▸ Your task
Using "ChatRequest" as the search string, find the matching lines below and copy them.

[Collected data entries]
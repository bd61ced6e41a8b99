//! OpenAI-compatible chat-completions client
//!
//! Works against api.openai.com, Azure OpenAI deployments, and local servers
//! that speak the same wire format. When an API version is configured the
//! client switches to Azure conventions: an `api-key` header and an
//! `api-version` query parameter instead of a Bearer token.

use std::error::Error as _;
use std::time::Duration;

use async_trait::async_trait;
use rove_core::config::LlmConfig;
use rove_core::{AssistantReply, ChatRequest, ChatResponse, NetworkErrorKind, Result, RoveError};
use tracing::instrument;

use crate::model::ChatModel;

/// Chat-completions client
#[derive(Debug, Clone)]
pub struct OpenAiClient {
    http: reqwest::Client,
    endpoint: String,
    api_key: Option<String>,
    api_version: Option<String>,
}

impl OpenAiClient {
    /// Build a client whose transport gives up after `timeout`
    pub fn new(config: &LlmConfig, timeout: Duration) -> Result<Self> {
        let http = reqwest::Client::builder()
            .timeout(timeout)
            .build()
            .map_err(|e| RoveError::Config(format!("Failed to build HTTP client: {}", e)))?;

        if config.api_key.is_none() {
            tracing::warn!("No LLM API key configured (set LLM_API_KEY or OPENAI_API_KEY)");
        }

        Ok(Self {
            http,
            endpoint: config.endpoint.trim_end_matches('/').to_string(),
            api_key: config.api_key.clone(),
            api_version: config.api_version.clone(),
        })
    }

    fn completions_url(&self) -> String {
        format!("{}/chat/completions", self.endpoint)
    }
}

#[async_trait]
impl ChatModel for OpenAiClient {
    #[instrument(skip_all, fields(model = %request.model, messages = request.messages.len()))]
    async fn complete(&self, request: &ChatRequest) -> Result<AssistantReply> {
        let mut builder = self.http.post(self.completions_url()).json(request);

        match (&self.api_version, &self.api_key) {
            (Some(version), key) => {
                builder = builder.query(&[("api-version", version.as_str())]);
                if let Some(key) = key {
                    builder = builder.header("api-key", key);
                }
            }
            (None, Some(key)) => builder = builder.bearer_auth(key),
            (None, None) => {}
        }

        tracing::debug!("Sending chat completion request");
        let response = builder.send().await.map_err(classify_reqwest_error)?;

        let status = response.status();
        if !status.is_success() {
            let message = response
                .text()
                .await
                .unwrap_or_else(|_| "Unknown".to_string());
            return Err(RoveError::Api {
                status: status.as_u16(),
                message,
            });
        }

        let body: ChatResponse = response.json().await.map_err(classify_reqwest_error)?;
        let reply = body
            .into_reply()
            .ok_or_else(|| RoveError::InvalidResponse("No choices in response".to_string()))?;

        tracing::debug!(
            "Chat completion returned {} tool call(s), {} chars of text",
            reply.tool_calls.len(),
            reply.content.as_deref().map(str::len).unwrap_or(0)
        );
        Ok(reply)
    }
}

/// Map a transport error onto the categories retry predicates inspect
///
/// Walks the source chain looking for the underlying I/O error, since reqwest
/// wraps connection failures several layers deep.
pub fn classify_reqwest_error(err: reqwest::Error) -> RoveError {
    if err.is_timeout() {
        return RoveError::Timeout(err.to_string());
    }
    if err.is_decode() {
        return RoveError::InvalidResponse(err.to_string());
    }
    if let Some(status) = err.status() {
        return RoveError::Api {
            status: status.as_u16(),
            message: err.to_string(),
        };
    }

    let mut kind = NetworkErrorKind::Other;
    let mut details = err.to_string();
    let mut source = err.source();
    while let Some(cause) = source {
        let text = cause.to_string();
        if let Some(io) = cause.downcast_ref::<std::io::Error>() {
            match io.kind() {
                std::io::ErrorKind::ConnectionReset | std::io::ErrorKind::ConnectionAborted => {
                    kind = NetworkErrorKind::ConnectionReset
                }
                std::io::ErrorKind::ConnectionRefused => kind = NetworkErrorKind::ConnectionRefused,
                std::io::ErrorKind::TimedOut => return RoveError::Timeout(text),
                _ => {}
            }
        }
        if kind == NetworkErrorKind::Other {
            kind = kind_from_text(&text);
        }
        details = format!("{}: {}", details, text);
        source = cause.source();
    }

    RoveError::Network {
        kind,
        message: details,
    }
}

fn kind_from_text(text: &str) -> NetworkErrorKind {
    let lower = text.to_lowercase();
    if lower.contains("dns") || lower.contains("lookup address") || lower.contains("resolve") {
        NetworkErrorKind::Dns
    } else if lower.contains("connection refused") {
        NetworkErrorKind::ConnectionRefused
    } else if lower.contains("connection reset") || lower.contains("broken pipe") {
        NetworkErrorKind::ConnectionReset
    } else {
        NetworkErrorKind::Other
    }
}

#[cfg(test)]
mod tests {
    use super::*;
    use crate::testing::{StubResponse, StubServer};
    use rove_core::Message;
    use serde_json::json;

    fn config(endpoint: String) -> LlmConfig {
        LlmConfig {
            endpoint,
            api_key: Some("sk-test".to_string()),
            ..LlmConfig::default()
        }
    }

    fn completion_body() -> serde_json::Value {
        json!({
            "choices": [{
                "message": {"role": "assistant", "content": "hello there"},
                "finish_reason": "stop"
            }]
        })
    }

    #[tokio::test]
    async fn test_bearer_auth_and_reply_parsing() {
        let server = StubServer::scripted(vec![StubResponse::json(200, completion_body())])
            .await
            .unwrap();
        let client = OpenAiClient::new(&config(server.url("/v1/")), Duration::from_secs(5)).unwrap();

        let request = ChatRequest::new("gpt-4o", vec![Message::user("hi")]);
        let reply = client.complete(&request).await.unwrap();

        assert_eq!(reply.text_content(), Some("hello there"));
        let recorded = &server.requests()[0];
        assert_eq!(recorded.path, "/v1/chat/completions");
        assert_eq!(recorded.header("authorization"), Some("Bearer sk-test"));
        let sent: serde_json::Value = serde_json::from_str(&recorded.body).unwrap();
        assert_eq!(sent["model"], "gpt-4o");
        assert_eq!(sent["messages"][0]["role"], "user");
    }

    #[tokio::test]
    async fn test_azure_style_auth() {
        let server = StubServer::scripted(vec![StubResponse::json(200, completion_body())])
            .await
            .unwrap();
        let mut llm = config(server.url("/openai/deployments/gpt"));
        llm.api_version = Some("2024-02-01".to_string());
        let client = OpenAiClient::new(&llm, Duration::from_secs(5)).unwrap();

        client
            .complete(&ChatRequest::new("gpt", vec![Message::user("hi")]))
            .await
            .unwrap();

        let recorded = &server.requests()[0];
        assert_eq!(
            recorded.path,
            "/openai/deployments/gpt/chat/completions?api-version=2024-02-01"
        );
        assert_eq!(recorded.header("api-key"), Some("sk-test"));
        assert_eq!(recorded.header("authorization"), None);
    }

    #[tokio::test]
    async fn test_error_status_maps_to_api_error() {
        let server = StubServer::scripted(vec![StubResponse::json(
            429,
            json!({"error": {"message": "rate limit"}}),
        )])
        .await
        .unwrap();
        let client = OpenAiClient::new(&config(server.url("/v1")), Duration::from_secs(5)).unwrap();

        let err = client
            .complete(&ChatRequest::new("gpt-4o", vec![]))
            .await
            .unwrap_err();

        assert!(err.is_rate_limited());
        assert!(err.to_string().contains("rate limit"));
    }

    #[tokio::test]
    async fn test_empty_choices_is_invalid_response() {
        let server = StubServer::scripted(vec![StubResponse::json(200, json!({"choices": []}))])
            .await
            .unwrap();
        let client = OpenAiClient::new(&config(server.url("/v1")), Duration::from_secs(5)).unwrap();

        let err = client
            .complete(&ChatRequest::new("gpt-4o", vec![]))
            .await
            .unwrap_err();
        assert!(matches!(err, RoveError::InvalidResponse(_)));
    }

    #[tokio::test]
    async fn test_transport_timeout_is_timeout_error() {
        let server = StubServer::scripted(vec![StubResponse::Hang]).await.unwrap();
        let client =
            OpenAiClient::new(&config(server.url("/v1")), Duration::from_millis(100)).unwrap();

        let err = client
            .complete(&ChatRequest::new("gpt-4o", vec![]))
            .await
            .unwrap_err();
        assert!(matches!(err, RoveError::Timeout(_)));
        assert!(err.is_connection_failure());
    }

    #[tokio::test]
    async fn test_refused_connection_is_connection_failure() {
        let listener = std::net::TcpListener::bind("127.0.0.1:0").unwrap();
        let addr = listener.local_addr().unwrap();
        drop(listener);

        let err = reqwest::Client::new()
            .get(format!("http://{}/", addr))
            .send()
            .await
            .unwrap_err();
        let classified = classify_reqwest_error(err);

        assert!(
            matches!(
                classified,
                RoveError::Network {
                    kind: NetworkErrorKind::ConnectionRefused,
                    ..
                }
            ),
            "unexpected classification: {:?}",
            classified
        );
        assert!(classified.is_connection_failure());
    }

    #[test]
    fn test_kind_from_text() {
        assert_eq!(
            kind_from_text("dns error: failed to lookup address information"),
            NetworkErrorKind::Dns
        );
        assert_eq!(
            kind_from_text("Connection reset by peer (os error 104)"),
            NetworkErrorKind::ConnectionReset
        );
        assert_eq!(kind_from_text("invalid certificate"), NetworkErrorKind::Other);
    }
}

▸ Output below
use rove_core::{AssistantReply, ChatRequest, ChatResponse, NetworkErrorKind, Result, RoveError};
    async fn complete(&self, request: &ChatRequest) -> Result<AssistantReply> {
        let request = ChatRequest::new("gpt-4o", vec![Message::user("hi")]);
            .complete(&ChatRequest::new("gpt", vec![Message::user("hi")]))
            .complete(&ChatRequest::new("gpt-4o", vec![]))
            .complete(&ChatRequest::new("gpt-4o", vec![]))
            .complete(&ChatRequest::new("gpt-4o", vec![]))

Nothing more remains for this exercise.